//! Tool definitions and dispatch for the assistant.
//!
//! A tool is one external call the LLM may invoke mid-conversation.
//! Failures are returned as data, never raised: the model narrates them
//! to the user instead of the session aborting. Tools must be safe for
//! the model to retry.

mod email;
mod search;
mod weather;

pub use email::EmailTool;
pub use search::SearchTool;
pub use weather::WeatherTool;

use async_openai::types::{ChatCompletionTool, ChatCompletionToolType, FunctionObject};
use async_trait::async_trait;
use std::sync::Arc;

/// A callable capability exposed to the LLM.
#[async_trait]
pub trait Tool: Send + Sync {
    /// Name the LLM invokes the tool by.
    fn name(&self) -> &'static str;

    /// Description shown to the LLM when deciding whether to call.
    fn description(&self) -> &'static str;

    /// JSON schema for the tool's parameters.
    fn parameters(&self) -> serde_json::Value;

    /// Perform the call. Failures come back as `ToolOutput::Error`.
    async fn call(&self, args: serde_json::Value) -> ToolOutput;
}

/// Result of a tool call, success or describable failure.
#[derive(Debug, Clone, PartialEq, Eq)]
pub enum ToolOutput {
    Success(String),
    Error(String),
}

impl ToolOutput {
    pub fn success(msg: impl Into<String>) -> Self {
        ToolOutput::Success(msg.into())
    }

    pub fn error(msg: impl Into<String>) -> Self {
        ToolOutput::Error(msg.into())
    }

    /// Text fed back to the LLM regardless of outcome.
    pub fn text(&self) -> &str {
        match self {
            ToolOutput::Success(s) | ToolOutput::Error(s) => s,
        }
    }

    pub fn is_error(&self) -> bool {
        matches!(self, ToolOutput::Error(_))
    }
}

/// Ordered table of tools, keyed by name.
///
/// Iteration and definition export preserve registration order. The
/// empty registry is a supported degenerate case.
#[derive(Default, Clone)]
pub struct ToolRegistry {
    tools: Vec<Arc<dyn Tool>>,
}

impl ToolRegistry {
    /// Create an empty registry.
    pub fn new() -> Self {
        Self::default()
    }

    /// Register a tool. Order of registration is preserved.
    pub fn register(&mut self, tool: Arc<dyn Tool>) {
        self.tools.push(tool);
    }

    /// Look up a tool by name.
    pub fn get(&self, name: &str) -> Option<&Arc<dyn Tool>> {
        self.tools.iter().find(|t| t.name() == name)
    }

    /// Tool names in registration order.
    pub fn names(&self) -> Vec<&'static str> {
        self.tools.iter().map(|t| t.name()).collect()
    }

    pub fn len(&self) -> usize {
        self.tools.len()
    }

    pub fn is_empty(&self) -> bool {
        self.tools.is_empty()
    }

    /// Export OpenAI function definitions for all registered tools.
    pub fn definitions(&self) -> Vec<ChatCompletionTool> {
        self.tools
            .iter()
            .map(|t| ChatCompletionTool {
                r#type: ChatCompletionToolType::Function,
                function: FunctionObject {
                    name: t.name().to_string(),
                    description: Some(t.description().to_string()),
                    parameters: Some(t.parameters()),
                    strict: None,
                },
            })
            .collect()
    }

    /// Parse raw JSON arguments and invoke the named tool.
    ///
    /// Unknown names and malformed argument JSON become `ToolOutput::Error`
    /// so the model can recover.
    pub async fn dispatch(&self, name: &str, raw_args: &str) -> ToolOutput {
        let Some(tool) = self.get(name) else {
            return ToolOutput::error(format!("Unknown tool: {}", name));
        };

        let raw = if raw_args.trim().is_empty() {
            "{}"
        } else {
            raw_args
        };
        let args: serde_json::Value = match serde_json::from_str(raw) {
            Ok(v) => v,
            Err(e) => return ToolOutput::error(format!("Invalid tool arguments: {}", e)),
        };

        tool.call(args).await
    }
}

#[cfg(test)]
mod tests {
    use super::*;

    struct EchoTool {
        name: &'static str,
    }

    #[async_trait]
    impl Tool for EchoTool {
        fn name(&self) -> &'static str {
            self.name
        }

        fn description(&self) -> &'static str {
            "Echo the input back"
        }

        fn parameters(&self) -> serde_json::Value {
            serde_json::json!({
                "type": "object",
                "properties": {
                    "text": { "type": "string" }
                },
                "required": ["text"]
            })
        }

        async fn call(&self, args: serde_json::Value) -> ToolOutput {
            match args["text"].as_str() {
                Some(text) => ToolOutput::success(text),
                None => ToolOutput::error("Missing 'text' argument"),
            }
        }
    }

    #[test]
    fn test_registry_preserves_order() {
        let mut registry = ToolRegistry::new();
        registry.register(Arc::new(EchoTool { name: "first" }));
        registry.register(Arc::new(EchoTool { name: "second" }));
        registry.register(Arc::new(EchoTool { name: "third" }));

        assert_eq!(registry.names(), vec!["first", "second", "third"]);
        let defs = registry.definitions();
        assert_eq!(defs.len(), 3);
        assert_eq!(defs[0].function.name, "first");
        assert_eq!(defs[2].function.name, "third");
    }

    #[test]
    fn test_empty_registry_is_legal() {
        let registry = ToolRegistry::new();
        assert!(registry.is_empty());
        assert!(registry.definitions().is_empty());
    }

    #[tokio::test]
    async fn test_dispatch_unknown_tool_is_error_output() {
        let registry = ToolRegistry::new();
        let output = registry.dispatch("missing", "{}").await;
        assert!(output.is_error());
        assert!(output.text().contains("Unknown tool"));
    }

    #[tokio::test]
    async fn test_dispatch_malformed_arguments_is_error_output() {
        let mut registry = ToolRegistry::new();
        registry.register(Arc::new(EchoTool { name: "echo" }));
        let output = registry.dispatch("echo", "{not json").await;
        assert!(output.is_error());
        assert!(output.text().contains("Invalid tool arguments"));
    }

    #[tokio::test]
    async fn test_dispatch_empty_arguments_treated_as_object() {
        let mut registry = ToolRegistry::new();
        registry.register(Arc::new(EchoTool { name: "echo" }));
        let output = registry.dispatch("echo", "").await;
        // Reaches the tool, which reports its own missing argument.
        assert_eq!(output, ToolOutput::error("Missing 'text' argument"));
    }

    #[tokio::test]
    async fn test_dispatch_invokes_tool() {
        let mut registry = ToolRegistry::new();
        registry.register(Arc::new(EchoTool { name: "echo" }));
        let output = registry.dispatch("echo", r#"{"text": "hello"}"#).await;
        assert_eq!(output, ToolOutput::success("hello"));
    }
}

What you will do ->
Both the first line of the records above and the line containing "model narrates them" are to be transcribed exactly, together with every line between them, and nothing else.

Task response ->
//! Tool definitions and dispatch for the assistant.
//!
//! A tool is one external call the LLM may invoke mid-conversation.
//! Failures are returned as data, never raised: the model narrates them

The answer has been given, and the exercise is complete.